The 2009 Turks and Caicos Islands migrant shipwreck was the loss of a motorless boat carrying Haitian migrants near the Turks and Caicos Islands in the northern West Indies on the night of 26 July 2009. Sixty-five persons went missing; earlier figures of 79 missing migrants were reduced as bodies were recovered. After 2 days at least fifteen corpses had been located.

The boat had spent three days at sea before it capsized. One survivor said the craft ended up on a reef while attempting to escape a patrolling police vessel. A Turks and Caicos police sergeant confirmed that the boat hit Molasses Reef near West Caicos. Of the 124 people who were rescued, 102 were male; 22 were female. Several severely injured migrants were helicoptered to a hospital in Providenciales. Many were brought ashore aboard small boats, whilst five migrants were located alive and well after seemingly having swum to safety.

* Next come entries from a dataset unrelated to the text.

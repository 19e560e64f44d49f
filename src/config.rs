//! Configuration management with validation and defaults
//!
//! `GameConfig` is loaded from an optional TOML file, then overridden from
//! `COLORBET_*` environment variables, then validated.

use crate::errors::{ColorbetResult, ConfigurationError};
use serde::{Deserialize, Serialize};
use std::env;
use std::path::Path;
use std::time::Duration;

/// Complete engine configuration
#[derive(Clone, Debug, Default, Serialize, Deserialize, PartialEq)]
#[serde(default)]
pub struct GameConfig {
    pub round: RoundConfig,
    pub payout: PayoutConfig,
    pub storage: StorageConfig,
    pub notifications: NotificationConfig,
    pub outcome: OutcomeConfig,
    pub history: HistoryConfig,
}

/// Round clock cadence
#[derive(Clone, Debug, Serialize, Deserialize, PartialEq)]
#[serde(default)]
pub struct RoundConfig {
    /// Countdown a fresh round starts from
    pub round_duration_secs: u32,
    pub tick_interval_ms: u64,
    /// Extra lateness allowed before a tick is reported as drift
    pub drift_tolerance_ms: u64,
}

impl Default for RoundConfig {
    fn default() -> Self {
        Self {
            round_duration_secs: 30,
            tick_interval_ms: 1_000,
            drift_tolerance_ms: 1_000,
        }
    }
}

impl RoundConfig {
    pub fn tick_interval(&self) -> Duration {
        Duration::from_millis(self.tick_interval_ms)
    }

    pub fn drift_tolerance(&self) -> Duration {
        Duration::from_millis(self.drift_tolerance_ms)
    }
}

/// Multipliers and house fee applied to winning bets
#[derive(Clone, Debug, Serialize, Deserialize, PartialEq)]
#[serde(default)]
pub struct PayoutConfig {
    pub number_multiplier: u64,
    pub color_multiplier: u64,
    pub size_multiplier: u64,
    /// House fee in basis points of the gross payout (300 = 3%)
    pub house_fee_bps: u64,
}

impl Default for PayoutConfig {
    fn default() -> Self {
        Self {
            number_multiplier: 9,
            color_multiplier: 2,
            size_multiplier: 2,
            house_fee_bps: 300,
        }
    }
}

#[derive(Clone, Debug, Serialize, Deserialize, PartialEq, Eq)]
#[serde(rename_all = "lowercase")]
pub enum StorageBackend {
    Memory,
    Rocksdb,
}

#[derive(Clone, Debug, Serialize, Deserialize, PartialEq)]
#[serde(default)]
pub struct StorageConfig {
    pub backend: StorageBackend,
    pub data_directory: String,
    /// Upper bound for any single store call
    pub timeout_ms: u64,
}

impl Default for StorageConfig {
    fn default() -> Self {
        Self {
            backend: StorageBackend::Memory,
            data_directory: "./DB/colorbet_data".to_string(),
            timeout_ms: 2_000,
        }
    }
}

impl StorageConfig {
    pub fn timeout(&self) -> Duration {
        Duration::from_millis(self.timeout_ms)
    }
}

#[derive(Clone, Debug, Serialize, Deserialize, PartialEq)]
#[serde(default)]
pub struct NotificationConfig {
    pub broadcast_capacity: usize,
    pub per_user_capacity: usize,
}

impl Default for NotificationConfig {
    fn default() -> Self {
        Self {
            broadcast_capacity: 1024,
            per_user_capacity: 64,
        }
    }
}

#[derive(Clone, Debug, Serialize, Deserialize, PartialEq, Eq)]
#[serde(rename_all = "snake_case")]
pub enum OutcomeStrategy {
    Uniform,
    /// Optional extension: draw among the numbers with the lowest liability
    MinimizePayout,
}

#[derive(Clone, Debug, Serialize, Deserialize, PartialEq)]
#[serde(default)]
pub struct OutcomeConfig {
    pub strategy: OutcomeStrategy,
    /// Fixed RNG seed; leave unset in production
    pub seed: Option<u64>,
}

impl Default for OutcomeConfig {
    fn default() -> Self {
        Self {
            strategy: OutcomeStrategy::Uniform,
            seed: None,
        }
    }
}

#[derive(Clone, Debug, Serialize, Deserialize, PartialEq)]
#[serde(default)]
pub struct HistoryConfig {
    pub default_limit: usize,
    pub max_limit: usize,
}

impl Default for HistoryConfig {
    fn default() -> Self {
        Self {
            default_limit: 50,
            max_limit: 500,
        }
    }
}

impl HistoryConfig {
    /// Resolve a caller-supplied limit against the default and the cap
    pub fn clamp(&self, requested: Option<usize>) -> usize {
        requested
            .filter(|limit| *limit > 0)
            .unwrap_or(self.default_limit)
            .min(self.max_limit)
    }
}

/// Configuration loader with environment variable support
#[derive(Default)]
pub struct ConfigLoader {
    config_path: Option<String>,
}

impl ConfigLoader {
    pub fn new() -> Self {
        Self { config_path: None }
    }

    pub fn with_path<P: AsRef<Path>>(mut self, path: P) -> Self {
        self.config_path = Some(path.as_ref().to_string_lossy().to_string());
        self
    }

    /// Load configuration from file and environment variables
    pub fn load(&self) -> ColorbetResult<GameConfig> {
        let mut config = if let Some(ref path) = self.config_path {
            self.load_from_file(path)?
        } else {
            GameConfig::default()
        };

        self.apply_env_overrides(&mut config)?;
        self.validate(&config)?;

        Ok(config)
    }

    fn load_from_file(&self, path: &str) -> ColorbetResult<GameConfig> {
        let content = std::fs::read_to_string(path)
            .map_err(|e| ConfigurationError::LoadFailed(format!("Failed to read {}: {}", path, e)))?;

        toml::from_str(&content)
            .map_err(|e| ConfigurationError::LoadFailed(format!("Failed to parse TOML: {}", e)).into())
    }

    fn apply_env_overrides(&self, config: &mut GameConfig) -> ColorbetResult<()> {
        if let Some(secs) = parse_env::<u32>("COLORBET_ROUND_SECS")? {
            config.round.round_duration_secs = secs;
        }
        if let Some(ms) = parse_env::<u64>("COLORBET_TICK_MS")? {
            config.round.tick_interval_ms = ms;
        }
        if let Ok(data_dir) = env::var("COLORBET_DATA_DIR") {
            config.storage.data_directory = data_dir;
        }
        if let Ok(backend) = env::var("COLORBET_STORAGE_BACKEND") {
            config.storage.backend = match backend.to_ascii_lowercase().as_str() {
                "memory" => StorageBackend::Memory,
                "rocksdb" => StorageBackend::Rocksdb,
                _ => {
                    return Err(ConfigurationError::InvalidValue {
                        field: "COLORBET_STORAGE_BACKEND".to_string(),
                        value: backend,
                        reason: "Expected memory or rocksdb".to_string(),
                    }
                    .into())
                }
            };
        }
        if let Some(ms) = parse_env::<u64>("COLORBET_STORAGE_TIMEOUT_MS")? {
            config.storage.timeout_ms = ms;
        }
        if let Some(seed) = parse_env::<u64>("COLORBET_OUTCOME_SEED")? {
            config.outcome.seed = Some(seed);
        }

        Ok(())
    }

    /// Validate configuration values
    pub fn validate(&self, config: &GameConfig) -> ColorbetResult<()> {
        if config.round.round_duration_secs == 0 {
            return Err(invalid("round.round_duration_secs", "0", "Round must last at least one tick"));
        }
        if config.round.tick_interval_ms < 10 {
            return Err(invalid(
                "round.tick_interval_ms",
                &config.round.tick_interval_ms.to_string(),
                "Tick interval must be at least 10ms",
            ));
        }
        if config.payout.house_fee_bps >= 10_000 {
            return Err(invalid(
                "payout.house_fee_bps",
                &config.payout.house_fee_bps.to_string(),
                "House fee must be below 100%",
            ));
        }
        for (field, value) in [
            ("payout.number_multiplier", config.payout.number_multiplier),
            ("payout.color_multiplier", config.payout.color_multiplier),
            ("payout.size_multiplier", config.payout.size_multiplier),
        ] {
            if value == 0 {
                return Err(invalid(field, "0", "Multiplier cannot be zero"));
            }
        }
        if config.storage.timeout_ms == 0 {
            return Err(invalid("storage.timeout_ms", "0", "Storage timeout cannot be zero"));
        }
        if config.storage.backend == StorageBackend::Rocksdb && config.storage.data_directory.is_empty() {
            return Err(ConfigurationError::MissingRequired("storage.data_directory".to_string()).into());
        }
        if config.notifications.broadcast_capacity == 0 || config.notifications.per_user_capacity == 0 {
            return Err(invalid("notifications", "0", "Channel capacities cannot be zero"));
        }
        if config.history.default_limit == 0 || config.history.default_limit > config.history.max_limit {
            return Err(invalid(
                "history.default_limit",
                &config.history.default_limit.to_string(),
                "Default limit must be between 1 and history.max_limit",
            ));
        }

        Ok(())
    }

    pub fn save(&self, config: &GameConfig, path: &str) -> ColorbetResult<()> {
        let toml_string = toml::to_string_pretty(config)
            .map_err(|e| ConfigurationError::SaveFailed(format!("Failed to serialize config: {}", e)))?;

        std::fs::write(path, toml_string)
            .map_err(|e| ConfigurationError::SaveFailed(format!("Failed to write to {}: {}", path, e)).into())
    }
}

fn parse_env<T: std::str::FromStr>(name: &str) -> ColorbetResult<Option<T>> {
    match env::var(name) {
        Ok(raw) => raw.parse().map(Some).map_err(|_| {
            ConfigurationError::InvalidValue {
                field: name.to_string(),
                value: raw,
                reason: "Not a valid number".to_string(),
            }
            .into()
        }),
        Err(_) => Ok(None),
    }
}

fn invalid(field: &str, value: &str, reason: &str) -> crate::errors::ColorbetError {
    ConfigurationError::InvalidValue {
        field: field.to_string(),
        value: value.to_string(),
        reason: reason.to_string(),
    }
    .into()
}

/// Builder pattern for creating configurations
pub struct ConfigBuilder {
    config: GameConfig,
}

impl ConfigBuilder {
    pub fn new() -> Self {
        Self {
            config: GameConfig::default(),
        }
    }

    pub fn round_duration_secs(mut self, secs: u32) -> Self {
        self.config.round.round_duration_secs = secs;
        self
    }

    pub fn tick_interval_ms(mut self, ms: u64) -> Self {
        self.config.round.tick_interval_ms = ms;
        self
    }

    pub fn storage(mut self, storage: StorageConfig) -> Self {
        self.config.storage = storage;
        self
    }

    pub fn storage_timeout_ms(mut self, ms: u64) -> Self {
        self.config.storage.timeout_ms = ms;
        self
    }

    pub fn payout(mut self, payout: PayoutConfig) -> Self {
        self.config.payout = payout;
        self
    }

    pub fn outcome(mut self, strategy: OutcomeStrategy, seed: Option<u64>) -> Self {
        self.config.outcome = OutcomeConfig { strategy, seed };
        self
    }

    pub fn build(self) -> GameConfig {
        self.config
    }
}

impl Default for ConfigBuilder {
    fn default() -> Self {
        Self::new()
    }
}

#[cfg(test)]
mod tests {
    use super::*;
    use tempfile::NamedTempFile;

    #[test]
    fn test_default_config() {
        let config = GameConfig::default();
        assert_eq!(config.round.round_duration_secs, 30);
        assert_eq!(config.round.tick_interval_ms, 1_000);
        assert_eq!(config.payout.house_fee_bps, 300);
        assert_eq!(config.outcome.strategy, OutcomeStrategy::Uniform);
    }

    #[test]
    fn test_config_validation() {
        let loader = ConfigLoader::new();
        let mut config = GameConfig::default();
        assert!(loader.validate(&config).is_ok());

        config.round.round_duration_secs = 0;
        assert!(loader.validate(&config).is_err());

        let mut config = GameConfig::default();
        config.payout.house_fee_bps = 10_000;
        assert!(loader.validate(&config).is_err());

        let mut config = GameConfig::default();
        config.payout.number_multiplier = 0;
        assert!(loader.validate(&config).is_err());
    }

    #[test]
    fn test_config_builder() {
        let config = ConfigBuilder::new()
            .round_duration_secs(5)
            .tick_interval_ms(50)
            .outcome(OutcomeStrategy::MinimizePayout, Some(42))
            .build();

        assert_eq!(config.round.round_duration_secs, 5);
        assert_eq!(config.round.tick_interval(), Duration::from_millis(50));
        assert_eq!(config.outcome.seed, Some(42));
    }

    #[test]
    fn test_history_clamp() {
        let history = HistoryConfig::default();
        assert_eq!(history.clamp(None), 50);
        assert_eq!(history.clamp(Some(0)), 50);
        assert_eq!(history.clamp(Some(10)), 10);
        assert_eq!(history.clamp(Some(10_000)), 500);
    }

    #[test]
    fn test_save_and_load_round_trip() {
        let file = NamedTempFile::new().unwrap();
        let path = file.path().to_string_lossy().to_string();

        let config = ConfigBuilder::new().round_duration_secs(45).build();
        let loader = ConfigLoader::new();
        loader.save(&config, &path).unwrap();

        let loaded = ConfigLoader::new().with_path(&path).load_from_file(&path).unwrap();
        assert_eq!(loaded.round.round_duration_secs, 45);
        assert_eq!(loaded.payout, config.payout);
    }

    #[test]
    fn test_partial_file_uses_defaults() {
        let file = NamedTempFile::new().unwrap();
        std::fs::write(file.path(), "[round]\nround_duration_secs = 12\n").unwrap();

        let loaded = ConfigLoader::new()
            .load_from_file(&file.path().to_string_lossy())
            .unwrap();
        assert_eq!(loaded.round.round_duration_secs, 12);
        assert_eq!(loaded.round.tick_interval_ms, 1_000);
        assert_eq!(loaded.history.default_limit, 50);
    }
}
//! Best-effort push notifications
//!
//! The engine publishes `GameEvent`s through `NotificationSink`, which has no
//! return value on purpose: a slow or dead client can never fail or stall a
//! settlement. `ChannelNotifier` fans broadcast events out on a tokio
//! broadcast channel and delivers per-user events to registered connections
//! through bounded mpsc queues with `try_send`.

use crate::config::NotificationConfig;
use crate::games::types::{Amount, Outcome, Phase, RoundId, UserId};
use dashmap::DashMap;
use serde::{Deserialize, Serialize};
use std::sync::atomic::{AtomicU64, Ordering};
use tokio::sync::{broadcast, mpsc};
use tracing::{debug, trace};

/// Events exposed to the transport layer
#[derive(Debug, Clone, Serialize, Deserialize, PartialEq, Eq)]
#[serde(tag = "type", rename_all = "snake_case")]
pub enum GameEvent {
    /// Emitted on every clock tick
    TimerUpdate {
        round_id: RoundId,
        countdown: u32,
        phase: Phase,
    },

    /// The drawn outcome of a settled round
    NewOutcome { outcome: Outcome },

    /// A bettor's balance after settlement
    BalanceUpdate { user_id: UserId, balance: Amount },

    RoundSettled {
        round_id: RoundId,
        bets_settled: usize,
        total_payout: Amount,
    },
}

/// Fire-and-forget delivery capability
pub trait NotificationSink: Send + Sync {
    fn send_to_user(&self, user_id: &str, event: GameEvent);

    fn broadcast(&self, event: GameEvent);
}

#[derive(Debug, Clone, Copy, PartialEq, Eq)]
pub struct NotifierStats {
    pub connections: usize,
    pub delivered: u64,
    pub dropped: u64,
}

pub struct ChannelNotifier {
    tx: broadcast::Sender<GameEvent>,
    connections: DashMap<UserId, mpsc::Sender<GameEvent>>,
    per_user_capacity: usize,
    delivered: AtomicU64,
    dropped: AtomicU64,
}

impl ChannelNotifier {
    pub fn new(config: &NotificationConfig) -> Self {
        let (tx, _rx) = broadcast::channel(config.broadcast_capacity);
        Self {
            tx,
            connections: DashMap::new(),
            per_user_capacity: config.per_user_capacity,
            delivered: AtomicU64::new(0),
            dropped: AtomicU64::new(0),
        }
    }

    /// Receive every broadcast event from now on
    pub fn subscribe(&self) -> broadcast::Receiver<GameEvent> {
        self.tx.subscribe()
    }

    /// Register a live connection for `user_id`, replacing any previous one
    pub fn connect(&self, user_id: &str) -> mpsc::Receiver<GameEvent> {
        let (tx, rx) = mpsc::channel(self.per_user_capacity);
        self.connections.insert(user_id.to_string(), tx);
        debug!("User {} connected ({} live)", user_id, self.connections.len());
        rx
    }

    pub fn disconnect(&self, user_id: &str) -> bool {
        self.connections.remove(user_id).is_some()
    }

    /// Drop the registration of `user_id` only if its receiver is gone.
    /// A connection registered again since the failed send is kept.
    fn unregister_closed(&self, user_id: &str) -> bool {
        self.connections
            .remove_if(user_id, |_, sender| sender.is_closed())
            .is_some()
    }

    pub fn is_connected(&self, user_id: &str) -> bool {
        self.connections.contains_key(user_id)
    }

    pub fn stats(&self) -> NotifierStats {
        NotifierStats {
            connections: self.connections.len(),
            delivered: self.delivered.load(Ordering::SeqCst),
            dropped: self.dropped.load(Ordering::SeqCst),
        }
    }
}

impl NotificationSink for ChannelNotifier {
    fn send_to_user(&self, user_id: &str, event: GameEvent) {
        // Resolve the sender first; the map entry must not be borrowed while removing it
        let result = match self.connections.get(user_id) {
            Some(sender) => sender.try_send(event),
            None => {
                trace!("No live connection for {}; event skipped", user_id);
                return;
            }
        };

        match result {
            Ok(()) => {
                self.delivered.fetch_add(1, Ordering::SeqCst);
            }
            Err(mpsc::error::TrySendError::Full(_)) => {
                self.dropped.fetch_add(1, Ordering::SeqCst);
                debug!("Connection queue for {} is full; event dropped", user_id);
            }
            Err(mpsc::error::TrySendError::Closed(_)) => {
                self.dropped.fetch_add(1, Ordering::SeqCst);
                if self.unregister_closed(user_id) {
                    debug!("Connection for {} closed; unregistered", user_id);
                }
            }
        }
    }

    fn broadcast(&self, event: GameEvent) {
        // Err only means nobody is subscribed
        if let Ok(receivers) = self.tx.send(event) {
            self.delivered.fetch_add(receivers as u64, Ordering::SeqCst);
        }
    }
}

#[cfg(test)]
mod tests {
    use super::*;

    fn notifier(per_user_capacity: usize) -> ChannelNotifier {
        ChannelNotifier::new(&NotificationConfig {
            broadcast_capacity: 16,
            per_user_capacity,
        })
    }

    #[tokio::test]
    async fn test_user_delivery() {
        let notifier = notifier(4);
        let mut rx = notifier.connect("alice");

        notifier.send_to_user(
            "alice",
            GameEvent::BalanceUpdate {
                user_id: "alice".to_string(),
                balance: 2_546,
            },
        );

        let event = rx.recv().await.expect("event");
        assert_eq!(
            event,
            GameEvent::BalanceUpdate {
                user_id: "alice".to_string(),
                balance: 2_546
            }
        );
        assert_eq!(notifier.stats().delivered, 1);
    }

    #[test]
    fn test_full_queue_drops_instead_of_blocking() {
        let notifier = notifier(1);
        let _rx = notifier.connect("bob");

        for balance in 0..3 {
            notifier.send_to_user(
                "bob",
                GameEvent::BalanceUpdate {
                    user_id: "bob".to_string(),
                    balance,
                },
            );
        }

        let stats = notifier.stats();
        assert_eq!(stats.delivered, 1);
        assert_eq!(stats.dropped, 2);
    }

    #[test]
    fn test_closed_connection_is_unregistered() {
        let notifier = notifier(4);
        let rx = notifier.connect("carol");
        drop(rx);

        notifier.send_to_user(
            "carol",
            GameEvent::BalanceUpdate {
                user_id: "carol".to_string(),
                balance: 1,
            },
        );
        assert!(!notifier.is_connected("carol"));
    }

    #[tokio::test]
    async fn test_reconnected_user_is_not_unregistered() {
        let notifier = notifier(4);
        let stale = notifier.connect("carol");
        drop(stale);
        let mut rx = notifier.connect("carol");

        // A send that saw the stale sender fail must not evict the new one
        assert!(!notifier.unregister_closed("carol"));
        assert!(notifier.is_connected("carol"));

        notifier.send_to_user(
            "carol",
            GameEvent::BalanceUpdate {
                user_id: "carol".to_string(),
                balance: 7,
            },
        );
        assert!(matches!(
            rx.recv().await,
            Some(GameEvent::BalanceUpdate { balance: 7, .. })
        ));

        drop(rx);
        assert!(notifier.unregister_closed("carol"));
        assert!(!notifier.is_connected("carol"));
    }

    #[test]
    fn test_missing_connection_is_silent() {
        let notifier = notifier(4);
        notifier.send_to_user(
            "ghost",
            GameEvent::BalanceUpdate {
                user_id: "ghost".to_string(),
                balance: 1,
            },
        );
        notifier.broadcast(GameEvent::TimerUpdate {
            round_id: 1,
            countdown: 29,
            phase: Phase::Open,
        });
        assert_eq!(notifier.stats().delivered, 0);
    }

    #[tokio::test]
    async fn test_broadcast_fan_out() {
        let notifier = notifier(4);
        let mut a = notifier.subscribe();
        let mut b = notifier.subscribe();

        notifier.broadcast(GameEvent::TimerUpdate {
            round_id: 2,
            countdown: 10,
            phase: Phase::Open,
        });

        assert!(matches!(a.recv().await, Ok(GameEvent::TimerUpdate { countdown: 10, .. })));
        assert!(matches!(b.recv().await, Ok(GameEvent::TimerUpdate { countdown: 10, .. })));
    }

    #[test]
    fn test_event_wire_shape() {
        let json = serde_json::to_value(GameEvent::TimerUpdate {
            round_id: 4,
            countdown: 0,
            phase: Phase::Locked,
        })
        .unwrap();

        assert_eq!(json["type"], "timer_update");
        assert_eq!(json["phase"], "locked");
    }
}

The incident was reported to the United States Coast Guard by authorities from Turks and Caicos. A spokesperson for the Coast Guard said they rescued 113 migrants and were assisting in the search for those who were still missing. He said they were "hopeful" of finding more missing migrants alive but that "it has been a night and we have not located any additional people". A helicopter and a cutter were also sent by the United States.

An investigation was started to determine the cause. The boat had no motor. Hubert Hughes, Turks and Caicos Deputy Police Commissioner, claimed police had not been chasing the boat and only assisted when it became apparent that it had gotten into trouble.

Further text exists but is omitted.